Catholic Encyclopedia (1913)/Ven. John Lloyd
Welsh priest and martyr, executed at Cardiff, 22 July, 1679. He took the missionary oath at Valladolid, 16 October, 1649, and was arrested at Mr. Turberville's house at Penllyne, Glamorganshire, 20 November, 1678, and thrown into Cardiff gaol. There he was joined by Father Philip Evans, S.J. This venerable martyr was born in Monmouthshire, 1645, was educated at St-Omer, joined the Society of Jesus, 7 Sept., 1665, and was ordained at Liege and sent on the mission in 1675. He was arrested at Mr. Christopher Turberville's house at Sker, Glamorganshire, 4 December, 1678. Both priests were brought to the bar on Monday, 5 May (not 3 May), 1679, and charged with being priests and coming into the principality contrary to the provisions of 27 Eliz., c. 2. The chief witness against Father Evans was an apostate named Mayne Trott. He was deformed, and had been a dwarf at the Spanish and British Courts, but was at this time in the service of John Arnold of Abergavenny, an indefatigable priest-hunter, who had offered £200 for Father Evans's arrest. Both were found guilty and put to death.

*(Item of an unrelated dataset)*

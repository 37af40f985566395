//! Action plan construction.

pub mod builder;

pub use builder::{build_action_plan, ActionPlanBuilder, ActionPlanItem};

[Note: In 1970, both John Lloyd and Philip Evans, S.J., were canonized by Pope Paul VI among the Forty Martyrs of England and Wales, whose joint feast day is kept on 25 October.]
MATTHEWS, Cardiff Records (Cardiff, 1898-1905), II, 175-8, IV, 155-9; GILLOW, Bibl. Dict. Eng. Cath., II, 186; IV, 289; COOPER in Dict. Nat. Biogr., s. v. Evans, Philip; STAUNTON, Menology (London, 1887), 351; CHALLONER, Memoirs, II.
John B. Wainewright.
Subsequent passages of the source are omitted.